AKP-Cemaat kavgasından bahsedip Gül'den bahsetmemek, Erdoğan'ın eski danışmanı Cüneyt Zapsu'dan bahsetmemek, AKP'lilerin çocuklarından bahsetmemek olmaz.

Savaşın nasıl başladığını az çok herkes yazdı. Mavi Marmara kırılması, "Hakan Fidan'ı alma" çabası, Oslo sızdırması vs. vs.

Bunları bildiğinize göre, bilmediklerinize geçelim.

1. BU SAVAŞ KİMİN SAVAŞI?

Cemaat-AKP kavgasında Erdoğan'ın sürekli seslendirdiği dış güçler falan doğrudan etkili değil. Dışa göbekten bağlı iç mihrakların kendi içerisindeki güç savaşıdır bu savaş. Ancak Cemaat, dış mihraklar açısından uygun zamanı yakalamıştır. Suriye'de çuvallayıp ABD'nin verdiği görevi yerine getiremeyen, Gezi ile demokrat maskesi düşen, Avrupa'da hem anti demokratik uygulamaları hem de Suriye'deki terör destekçiliği yüzünden karizması çizilmiş bir iktidarın dış desteği ortadan kalkmıştır. Bu sadece Amerika ve Avrupa ile alakalı değil. İran, Irak, Suriye ve Rusya da Erdoğan'dan rahatsız. AKP dış politikada kaybetti, iç politikada kısa vadeli kazançlar elde etmesi hiçbir şey ifade etmez. Cemaat bunu kendisi için fırsata çevirmeyi amaçlamıştır ve başarılı olacaktır.

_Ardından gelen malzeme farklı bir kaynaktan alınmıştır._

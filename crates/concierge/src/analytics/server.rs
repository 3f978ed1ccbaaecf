use std::path::Path;

use crate::analytics::{AnalysisType, AnalyticsCache, AnalyticsView};
use crate::error::Result;

/// Read-only lookups into a loaded cache. Nothing is recomputed per request.
#[derive(Debug, Clone)]
pub struct AnalyticsServer {
  cache: AnalyticsCache,
}

impl AnalyticsServer {
  pub fn new(cache: AnalyticsCache) -> Self {
    Self { cache }
  }

  pub fn load(path: &Path) -> Result<Self> {
    Ok(Self::new(AnalyticsCache::load(path)?))
  }

  /// Serve the named view; unknown names are `InvalidAnalysisType`
  pub fn get(&self, analysis_type: &str) -> Result<AnalyticsView> {
    let kind: AnalysisType = analysis_type.parse()?;
    Ok(self.cache.view(kind))
  }

  pub fn cache(&self) -> &AnalyticsCache {
    &self.cache
  }
}
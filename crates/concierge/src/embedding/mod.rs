//! Text-to-vector encoders.
//!
//! Two backends implement [`EmbeddingEncoder`]: the ONNX sentence-transformer
//! (behind the `neural` feature) and a deterministic feature-hashing encoder
//! that needs no model download.

pub mod hashing;
#[cfg(feature = "neural")]
pub mod onnx;

use std::sync::Arc;

use crate::config::{EncoderBackend, EncoderSettings};
use crate::error::{ConciergeError, Result};

pub use hashing::HashingEncoder;
#[cfg(feature = "neural")]
pub use onnx::OnnxEncoder;

/// Deterministic text encoder. Implementations serialize internally if the
/// underlying model cannot run concurrently.
#[cfg_attr(test, mockall::automock)]
pub trait EmbeddingEncoder: Send + Sync {
  /// Identifier of the model version; persisted with every index
  fn model_id(&self) -> String;

  fn dimension(&self) -> usize;

  fn encode(&self, text: &str) -> Result<Vec<f32>>;

  /// Bulk variant used at build time; equivalent to mapping `encode`
  fn encode_batch(&self, texts: &[String]) -> Result<Vec<Vec<f32>>> {
    texts.iter().map(|text| self.encode(text)).collect()
  }
}

/// Reject empty or whitespace-only text
pub fn validate_text(text: &str) -> Result<()> {
  if text.trim().is_empty() {
    return Err(ConciergeError::invalid_input("text to encode must not be empty"));
  }
  Ok(())
}

/// Scale a vector to unit L2 length; zero vectors are returned unchanged
pub fn normalize(mut vector: Vec<f32>) -> Vec<f32> {
  let magnitude: f32 = vector.iter().map(|x| x * x).sum::<f32>().sqrt();
  if magnitude > f32::EPSILON {
    for value in vector.iter_mut() {
      *value /= magnitude;
    }
  }
  vector
}

/// Construct the configured encoder
pub async fn create_encoder(settings: &EncoderSettings) -> Result<Arc<dyn EmbeddingEncoder>> {
  match settings.backend {
    EncoderBackend::Hashing => Ok(Arc::new(HashingEncoder::new(settings.hashing_dimension)?)),
    #[cfg(feature = "neural")]
    EncoderBackend::Onnx => Ok(Arc::new(OnnxEncoder::load(settings).await?)),
    #[cfg(not(feature = "neural"))]
    EncoderBackend::Onnx => Err(ConciergeError::invalid_input(
      "the onnx encoder backend requires building with the `neural` feature",
    )),
  }
}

Erdoğan köşeye sıkışmıştır. Öyle ki, Ergenekon, Balyoz ve KCK davalarına sarılacak noktaya gelmiştir. Öcalan'dan ve KCK'dan bulduğu desteği ulusalcılardan da beklemektedir. Çünkü Cemaat'e karşı tek başına galip gelmesinin mümkün olmadığını biliyor. Fakat tutsak haline getirilen Türk ordusu ve Türk aydınları bu tuzağa düşmemektedir ve düşmeyecektir.

Mısır'da darbecilerin kaybedeceğine, İhvan'ın kazanacağına inandırılan kitleler şimdi de AKP-Cemaat savaşında AKP'nin kazanacağına inandırılıyor. Mümkün değil, hayal kurmayın. Ancak Mısır'da AKP'nin klonu olan Müslüman Kardeşler'i nasıl "erken seçime gitmeyin", "darbeye direnin" sözleri ile gaza getirip katlettiren Erdoğan ve MİT, Türkiye'de de aynısını yapmayı göze alacak noktadadır. Bu ciddi bir tehdittir. Kitle benzerdir, şartlar benzerdir.

Ve bir başka nokta da, artık Erdoğan gidene kadar darbe dahil tüm seçeneklerin masada olduğu gerçeğidir.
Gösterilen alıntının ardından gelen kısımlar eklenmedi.